Following EMG electrode placements, the optimal placement of the TMS coil was determined using a stimulator output of 50%. Three stimuli were initially provided over the vertex and the peak to peak size of the TA MEP monitored online. This was repeated for 3–5 positions around the vertex and the site that resulted in the largest and most consistent TA MEPs deemed the hotspot. To ensure that the stimulation was always applied over the same area of the motor cortex the coil position was maintained by marking this spot using BrainsightTM (Rogue Research, Inc.). Next the resting motor threshold (RMT) was established which was the highest stimulation intensity that produced TA MEPs with an amplitude of at least ∼50 μV while the muscle was at rest, in 5 out of 10 consecutive stimuli. Finally, 10 stimuli were provided randomly every 5–7 s at each intensity of 90, 100, 110, 120, 130, and 140% RMT (total of 60 stimuli).
Following the pre-measures, the participants were prepared for EEG recordings and once completed, were exposed to one of the associative BCI interventions as outlined in Section “Associative BCI Interventions.” The EEG cap was then removed, and the post and 30 min post TA MEP measures taken (i.e., 10 stimuli provided randomly every 5–7 s at each intensity of 90, 100, 110, 120, 130, and 140% RMT (total of 60 stimuli)). Figure 1 provides an overview of the intervention sessions.
FIGURE 1. Overview of the intervention sessions. Prior to the interventions 10 TMS stimuli were applied at each of six different intensities. The interventions (spaced at least 48 h apart) consisted of two phases. In phase one participants completed 30 dorsiflexion movements while EEG data were collected. In phase two, participants were exposed to concurrent motor imagination and peripheral nerve stimulation. In the associative BCIoffline intervention, the stimulation was provided during each motor imagery trial and the timing set in relation to the peak negativity obtained from the EEG data of phase one.

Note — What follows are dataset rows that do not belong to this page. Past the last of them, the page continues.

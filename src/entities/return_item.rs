use sea_orm::entity::prelude::*;
use serde::{Deserialize, Serialize};

/// One returned line; quantity never exceeds what the matching allocation
/// still has outstanding for that (package, batch) pair.
#[derive(Clone, Debug, PartialEq, DeriveEntityModel, Serialize, Deserialize)]
#[sea_orm(table_name = "return_items")]
pub struct Model {
    #[sea_orm(primary_key, auto_increment = false)]
    pub id: Uuid,
    pub return_id: Uuid,
    pub product_id: Uuid,
    pub batch_id: Uuid,
    pub quantity: i32,
}

#[derive(Copy, Clone, Debug, EnumIter, DeriveRelation)]
pub enum Relation {
    #[sea_orm(
        belongs_to = "super::return_entity::Entity",
        from = "Column::ReturnId",
        to = "super::return_entity::Column::Id"
    )]
    Return,
    #[sea_orm(
        belongs_to = "super::inventory_batch::Entity",
        from = "Column::BatchId",
        to = "super::inventory_batch::Column::Id"
    )]
    InventoryBatch,
}

impl Related<super::return_entity::Entity> for Entity {
    fn to() -> RelationDef {
        Relation::Return.def()
    }
}

impl Related<super::inventory_batch::Entity> for Entity {
    fn to() -> RelationDef {
        Relation::InventoryBatch.def()
    }
}

impl ActiveModelBehavior for ActiveModel {}
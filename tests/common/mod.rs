//! Test harness: application state backed by a file-based SQLite database.
//!
//! The pool is pinned to a single connection so writes serialize the same
//! way they would against one Postgres session, and the domain-event channel
//! is drained explicitly via [`TestApp::drain_events`] so projections apply
//! deterministically instead of racing the assertions.
#![allow(dead_code)]

use std::sync::Arc;

use axum::{
    body::{to_bytes, Body},
    http::{header, Method, Request, Response, StatusCode},
    Router,
};
use chrono::NaiveDate;
use rust_decimal::Decimal;
use sea_orm::EntityTrait;
use serde_json::Value;
use tempfile::TempDir;
use tokio::sync::{mpsc, Mutex};
use tower::ServiceExt;
use uuid::Uuid;

use warehouse_api::{
    api_v1_routes,
    config::AppConfig,
    db,
    entities::{inventory_batch, product},
    events::{Event, EventHandler, EventSender, StatusProjector},
    handlers::AppServices,
    middleware_helpers::request_id::request_id_middleware,
    services::inventory::{ReceiveBatchRequest, RegisterProductRequest},
    services::orders::{CreateOrderRequest, OrderItemRequest, ProcessOrderResponse},
    AppState,
};

pub struct TestApp {
    pub router: Router,
    pub state: AppState,
    projector: StatusProjector,
    event_rx: Mutex<mpsc::Receiver<Event>>,
    _db_dir: TempDir,
}

impl TestApp {
    /// Construct a new test application with fresh database state.
    pub async fn new() -> Self {
        let db_dir = tempfile::tempdir().expect("temp dir for test database");
        let db_path = db_dir.path().join("warehouse_test.db");

        let mut cfg = AppConfig::new(
            format!("sqlite://{}?mode=rwc", db_path.display()),
            "127.0.0.1".to_string(),
            18080,
            "test".to_string(),
        );
        cfg.db_max_connections = 1;
        cfg.db_min_connections = 1;

        let pool = db::establish_connection_from_app_config(&cfg)
            .await
            .expect("db connect");
        db::run_migrations(&pool).await.expect("migrations");

        let db_arc = Arc::new(pool);
        let (event_tx, event_rx) = mpsc::channel(256);
        let event_sender = EventSender::new(event_tx);
        let projector = StatusProjector::new(db_arc.clone());

        let services = AppServices::new(db_arc.clone(), event_sender.clone());
        let state = AppState {
            db: db_arc,
            config: cfg,
            event_sender,
            services,
        };

        let router = Router::new()
            .nest("/api/v1", api_v1_routes())
            .layer(axum::middleware::from_fn(request_id_middleware))
            .with_state(state.clone());

        Self {
            router,
            state,
            projector,
            event_rx: Mutex::new(event_rx),
            _db_dir: db_dir,
        }
    }

    /// Applies every pending domain event through the status projector and
    /// returns them for assertions.
    pub async fn drain_events(&self) -> Vec<Event> {
        let mut rx = self.event_rx.lock().await;
        let mut events = Vec::new();
        while let Ok(event) = rx.try_recv() {
            self.projector
                .handle_event(event.clone())
                .await
                .expect("event projection");
            events.push(event);
        }
        events
    }

    pub async fn request(&self, method: Method, uri: &str, body: Option<Value>) -> Response<Body> {
        let mut builder = Request::builder().method(method).uri(uri);
        let body = match body {
            Some(json) => {
                builder = builder.header(header::CONTENT_TYPE, "application/json");
                Body::from(json.to_string())
            }
            None => Body::empty(),
        };

        self.router
            .clone()
            .oneshot(builder.body(body).expect("request"))
            .await
            .expect("response")
    }

    pub async fn seed_product(
        &self,
        sku: &str,
        unit_price: Decimal,
        reorder_threshold: i32,
    ) -> product::Model {
        self.state
            .services
            .inventory
            .register_product(RegisterProductRequest {
                sku: sku.to_string(),
                name: format!("Product {}", sku),
                unit_price,
                reorder_threshold,
                shelf_life_days: Some(365),
            })
            .await
            .expect("seed product")
    }

    pub async fn seed_batch(
        &self,
        product_id: Uuid,
        batch_number: &str,
        quantity: i32,
        expiration_date: NaiveDate,
    ) -> inventory_batch::Model {
        self.state
            .services
            .inventory
            .receive_batch(ReceiveBatchRequest {
                product_id,
                batch_number: batch_number.to_string(),
                quantity,
                manufacture_date: None,
                expiration_date,
                supplier_id: None,
                warehouse_id: None,
            })
            .await
            .expect("seed batch")
    }

    /// Current database state of a batch.
    pub async fn batch(&self, batch_id: Uuid) -> inventory_batch::Model {
        inventory_batch::Entity::find_by_id(batch_id)
            .one(&*self.state.db)
            .await
            .expect("batch query")
            .expect("batch exists")
    }

    /// Creates and processes a one-line order, returning the allocation
    /// outcome.
    pub async fn processed_order(
        &self,
        product_id: Uuid,
        quantity: i32,
    ) -> ProcessOrderResponse {
        let order = self
            .state
            .services
            .orders
            .create_order(CreateOrderRequest {
                order_number: None,
                created_by: None,
                notes: None,
                items: vec![OrderItemRequest {
                    product_id,
                    quantity,
                }],
            })
            .await
            .expect("create order");

        self.state
            .services
            .orders
            .process_order(order.id)
            .await
            .expect("process order")
    }

    /// Walks a processed order's package all the way to `delivered`:
    /// ready → packaged → dispatched → in transit → delivered, applying the
    /// projections. Returns the forward transport id.
    pub async fn deliver_package(&self, order_id: Uuid, package_id: Uuid) -> Uuid {
        use warehouse_api::entities::transport::TransportStatus;

        self.state
            .services
            .packages
            .mark_ready(package_id, None)
            .await
            .expect("mark ready");
        self.state
            .services
            .orders
            .pack_order(order_id, None)
            .await
            .expect("pack order");

        let (transport, _) = self
            .state
            .services
            .packages
            .assign_transport(package_id, Uuid::new_v4(), None)
            .await
            .expect("assign transport");

        self.state
            .services
            .transports
            .update_status(transport.id, TransportStatus::InTransit, None, None, None)
            .await
            .expect("in transit");
        self.state
            .services
            .transports
            .update_status(transport.id, TransportStatus::Delivered, None, None, None)
            .await
            .expect("delivered");

        self.drain_events().await;

        transport.id
    }
}

pub async fn response_json(response: Response<Body>) -> Value {
    let bytes = to_bytes(response.into_body(), usize::MAX)
        .await
        .expect("response body bytes");
    serde_json::from_slice(&bytes).expect("json response")
}

pub fn date(y: i32, m: u32, d: u32) -> NaiveDate {
    NaiveDate::from_ymd_opt(y, m, d).expect("valid date")
}

pub fn assert_status(response: &Response<Body>, expected: StatusCode) {
    assert_eq!(response.status(), expected);
}
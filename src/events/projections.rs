//! Status projection: mirrors authoritative lifecycle transitions into the
//! entities that track them as derived state.
//!
//! The transport lifecycle owns `in_transit`/`delivered`; the return
//! lifecycle owns `returned`. Package and order rows mirror those states
//! here, event-driven, never by cross-writes from the owning services.

use async_trait::async_trait;
use chrono::Utc;
use sea_orm::{ActiveModelTrait, ColumnTrait, DatabaseConnection, EntityTrait, QueryFilter, Set};
use std::sync::Arc;
use tracing::{info, warn};
use uuid::Uuid;

use super::{Event, EventHandler};
use crate::entities::batch_allocation;
use crate::entities::order::{self, OrderStatus};
use crate::entities::package::{self, PackageStatus};
use crate::entities::transport::TransportStatus;

#[derive(Clone)]
pub struct StatusProjector {
    db: Arc<DatabaseConnection>,
}

impl StatusProjector {
    pub fn new(db: Arc<DatabaseConnection>) -> Self {
        Self { db }
    }

    /// Advances a package to `target` when the edge is legal. Re-delivered
    /// events find the package already at the target and are no-ops.
    async fn advance_package(
        &self,
        package_id: Uuid,
        target: PackageStatus,
    ) -> Result<Option<package::Model>, String> {
        let db = &*self.db;
        let package = package::Entity::find_by_id(package_id)
            .one(db)
            .await
            .map_err(|e| e.to_string())?
            .ok_or_else(|| format!("package {} not found for projection", package_id))?;

        if package.status == target {
            return Ok(None);
        }
        if !package.status.can_transition_to(target) {
            warn!(
                package_id = %package_id,
                current = %package.status,
                target = %target,
                "Skipping package projection for illegal edge"
            );
            return Ok(None);
        }

        let mut active: package::ActiveModel = package.into();
        active.status = Set(target);
        active.updated_at = Set(Utc::now());
        let updated = active.update(db).await.map_err(|e| e.to_string())?;

        info!(package_id = %package_id, status = %target, "Projected package status");
        Ok(Some(updated))
    }

    /// Advances the order that owns `package` to `target`, same edge rules.
    async fn advance_order(&self, order_id: Uuid, target: OrderStatus) -> Result<(), String> {
        let db = &*self.db;
        let order = order::Entity::find_by_id(order_id)
            .one(db)
            .await
            .map_err(|e| e.to_string())?
            .ok_or_else(|| format!("order {} not found for projection", order_id))?;

        if order.status == target {
            return Ok(());
        }
        if !order.status.can_transition_to(target) {
            warn!(
                order_id = %order_id,
                current = %order.status,
                target = %target,
                "Skipping order projection for illegal edge"
            );
            return Ok(());
        }

        let old_status = order.status;
        let version = order.version;
        let mut active: order::ActiveModel = order.into();
        active.status = Set(target);
        active.updated_at = Set(Some(Utc::now()));
        active.version = Set(version + 1);
        active.update(db).await.map_err(|e| e.to_string())?;

        info!(
            order_id = %order_id,
            old_status = %old_status,
            new_status = %target,
            "Projected order status"
        );
        Ok(())
    }

    /// True when every allocated unit on the package has been returned.
    async fn fully_returned(&self, package_id: Uuid) -> Result<bool, String> {
        let db = &*self.db;
        let allocations = batch_allocation::Entity::find()
            .filter(batch_allocation::Column::PackageId.eq(package_id))
            .all(db)
            .await
            .map_err(|e| e.to_string())?;
        Ok(allocations
            .iter()
            .all(|a| a.returned_quantity >= a.quantity))
    }

    async fn order_id_for_package(&self, package_id: Uuid) -> Result<Uuid, String> {
        let db = &*self.db;
        package::Entity::find_by_id(package_id)
            .one(db)
            .await
            .map_err(|e| e.to_string())?
            .map(|p| p.order_id)
            .ok_or_else(|| format!("package {} not found for projection", package_id))
    }
}

#[async_trait]
impl EventHandler for StatusProjector {
    async fn handle_event(&self, event: Event) -> Result<(), String> {
        match event {
            Event::TransportStatusChanged {
                package_id,
                new_status,
                is_return_leg,
                ..
            } => {
                // Reverse-leg movement never advances the forward lifecycle.
                if is_return_leg {
                    return Ok(());
                }
                match new_status {
                    TransportStatus::InTransit => {
                        self.advance_package(package_id, PackageStatus::InTransit)
                            .await?;
                    }
                    TransportStatus::Delivered => {
                        let order_id = self.order_id_for_package(package_id).await?;
                        self.advance_package(package_id, PackageStatus::Delivered)
                            .await?;
                        self.advance_order(order_id, OrderStatus::Delivered).await?;
                    }
                    TransportStatus::Dispatched => {}
                }
                Ok(())
            }
            Event::ReturnProcessed { package_id, .. } => {
                // A package is `returned` once nothing of its allocation is
                // still out; a partial return leaves it `delivered` so the
                // remainder can still come back.
                if self.fully_returned(package_id).await? {
                    let order_id = self.order_id_for_package(package_id).await?;
                    self.advance_package(package_id, PackageStatus::Returned)
                        .await?;
                    self.advance_order(order_id, OrderStatus::Returned).await?;
                }
                Ok(())
            }
            _ => Ok(()),
        }
    }
}
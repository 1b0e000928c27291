use chrono::{DateTime, Utc};
use rust_decimal::Decimal;
use sea_orm::entity::prelude::*;
use serde::{Deserialize, Serialize};

#[derive(Clone, Debug, PartialEq, DeriveEntityModel, Serialize, Deserialize)]
#[sea_orm(table_name = "products")]
pub struct Model {
    #[sea_orm(primary_key, auto_increment = false)]
    pub id: Uuid,
    #[sea_orm(unique)]
    pub sku: String,
    pub name: String,
    #[sea_orm(column_type = "Decimal(Some((19, 4)))")]
    pub unit_price: Decimal,
    /// Units at or below which a low-stock event is emitted after allocation.
    pub reorder_threshold: i32,
    pub shelf_life_days: Option<i32>,
    pub created_at: DateTime<Utc>,
    pub updated_at: DateTime<Utc>,
}

#[derive(Copy, Clone, Debug, EnumIter, DeriveRelation)]
pub enum Relation {
    #[sea_orm(has_many = "super::inventory_batch::Entity")]
    InventoryBatches,
    #[sea_orm(has_many = "super::order_item::Entity")]
    OrderItems,
}

impl Related<super::inventory_batch::Entity> for Entity {
    fn to() -> RelationDef {
        Relation::InventoryBatches.def()
    }
}

impl Related<super::order_item::Entity> for Entity {
    fn to() -> RelationDef {
        Relation::OrderItems.def()
    }
}

impl ActiveModelBehavior for ActiveModel {}
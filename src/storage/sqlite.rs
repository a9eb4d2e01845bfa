//! SQLite implementation of [`KvStore`].

use rusqlite::{params, Connection, OptionalExtension};
use std::path::{Path, PathBuf};
use std::sync::{Mutex, MutexGuard};

use super::{KvStore, StorageError, StorageResult};

/// Schema for the record table.
const STORE_SCHEMA: &str = r#"
PRAGMA synchronous = FULL;

CREATE TABLE IF NOT EXISTS records (
    key TEXT PRIMARY KEY NOT NULL,
    value BLOB NOT NULL,
    written_at TEXT NOT NULL DEFAULT (datetime('now'))
);
"#;

/// SQLite-backed record store.
///
/// One connection guarded by a mutex; every write is its own implicit
/// transaction, so a single `put` replaces a value atomically.
pub struct SqliteStore {
  conn: Mutex<Connection>,
  path: Option<PathBuf>,
}

impl SqliteStore {
  /// Open the store at the default location.
  pub fn open_default() -> StorageResult<Self> {
    let path = Self::default_path()?;
    Self::open(&path)
  }

  /// Open or create the store at `path`.
  pub fn open(path: &Path) -> StorageResult<Self> {
    // Ensure parent directory exists
    if let Some(parent) = path.parent() {
      if !parent.as_os_str().is_empty() {
        std::fs::create_dir_all(parent)?;
      }
    }

    let conn = Connection::open(path)?;
    let store = Self {
      conn: Mutex::new(conn),
      path: Some(path.to_path_buf()),
    };
    store.run_migrations()?;

    tracing::debug!(path = %path.display(), "opened offline store");
    Ok(store)
  }

  /// Open a throwaway in-memory database. Contents vanish on drop.
  pub fn open_in_memory() -> StorageResult<Self> {
    let store = Self {
      conn: Mutex::new(Connection::open_in_memory()?),
      path: None,
    };
    store.run_migrations()?;
    Ok(store)
  }

  /// Get the default database path.
  pub fn default_path() -> StorageResult<PathBuf> {
    let data_dir = dirs::data_dir()
      .or_else(|| dirs::home_dir().map(|p| p.join(".local/share")))
      .ok_or(StorageError::NoDataDir)?;

    Ok(data_dir.join("theatre-sync").join("offline.db"))
  }

  /// Location of the database file, if it lives on disk.
  pub fn path(&self) -> Option<&Path> {
    self.path.as_deref()
  }

  fn run_migrations(&self) -> StorageResult<()> {
    self.lock()?.execute_batch(STORE_SCHEMA)?;
    Ok(())
  }

  fn lock(&self) -> StorageResult<MutexGuard<'_, Connection>> {
    self
      .conn
      .lock()
      .map_err(|e| StorageError::LockPoisoned(e.to_string()))
  }
}

impl KvStore for SqliteStore {
  fn put(&self, key: &str, value: &[u8]) -> StorageResult<()> {
    self.lock()?.execute(
      "INSERT OR REPLACE INTO records (key, value, written_at)
       VALUES (?, ?, datetime('now'))",
      params![key, value],
    )?;
    Ok(())
  }

  fn get(&self, key: &str) -> StorageResult<Option<Vec<u8>>> {
    let conn = self.lock()?;
    let value = conn
      .query_row(
        "SELECT value FROM records WHERE key = ?",
        params![key],
        |row| row.get::<_, Vec<u8>>(0),
      )
      .optional()?;
    Ok(value)
  }

  fn delete(&self, key: &str) -> StorageResult<()> {
    self
      .lock()?
      .execute("DELETE FROM records WHERE key = ?", params![key])?;
    Ok(())
  }

  fn list_all(&self, prefix: &str) -> StorageResult<Vec<(String, Vec<u8>)>> {
    let conn = self.lock()?;
    let mut stmt = conn.prepare(
      "SELECT key, value FROM records
       WHERE substr(key, 1, length(?1)) = ?1
       ORDER BY key",
    )?;

    let rows = stmt
      .query_map(params![prefix], |row| Ok((row.get(0)?, row.get(1)?)))?
      .collect::<Result<Vec<(String, Vec<u8>)>, _>>()?;

    Ok(rows)
  }
}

In the associative BCIonline intervention, the stimulation was only provided if an MRCP was detected. The detection algorithm was trained from the data obtained in phase one. For each modus participants completed 30 imagery trials. Immediately following and 30 min after the cessation of the interventions, another 10 TMS stimuli were applied at each of six different intensities.
Associative BCI Interventions
Phase one of each session was the same for all participants regardless of the intervention. A cue provided on a computer screen placed at least 1.5 m in front of the participant indicated when to prepare, execute, and release a single ballistic dorsiflexion of the dominant foot. The cue consisted of five parts, (1) The word ‘Focus’ appeared (duration randomized between 2 and 3 s), (2) The drawing of a ramp appeared where the initial 2 s prior to the upwards turn served as the preparation time, (3) The upwards turning part of the ramp indicated when to execute the movement, (4) A holding phase of 2 s where the new position had to be held and 5. The word ‘Rest’ appeared (duration randomized between 4 and 5 s). A total of 30 such movements were performed.
This phase differed between the two sessions depending on whether the participant was exposed to the offline (BCIoffline) or online (BCIonline) modus of the associative BCI intervention as outlined below.
The onset of each movement was quantified from the TA EMG data and the continuous EEG data divided into epochs of 4 s (2 s prior to and 2 s following the onset of the movement). A band pass filter (0.05–10 Hz) and a Laplacian channel (McFarland et al., 1997) was used to enhance the MRCP in each epoch. Next, each epoch where the PN was not within a time window of -500 to 500 ms or contained electrooculographic (EOG) activity exceeding 70 mV were discarded. For the remaining epochs, the time of PN was extracted and averaged. This time was used during phase two to time the onset of the electric stimulator. More precisely, the timing was calculated as the mean PN-50 ms. The 50 ms represents the mean latency for the afferent inflow resulting from the peripheral stimulus to reach the somatosensory cortex plus a cortical processing delay and is based on previous work (Mrachacz-Kersting et al., 2007). Following the quantification of the PN, participants were asked to complete another 30 movements as for phase one, however this time imagined, and timed to the cue as for phase one. During each repetition they also received a single electrical stimulus as outlined in Section “Electrical Stimulation (ES).” In the offline modus, phase two thus contained 30 pairings of the MRCP and ES.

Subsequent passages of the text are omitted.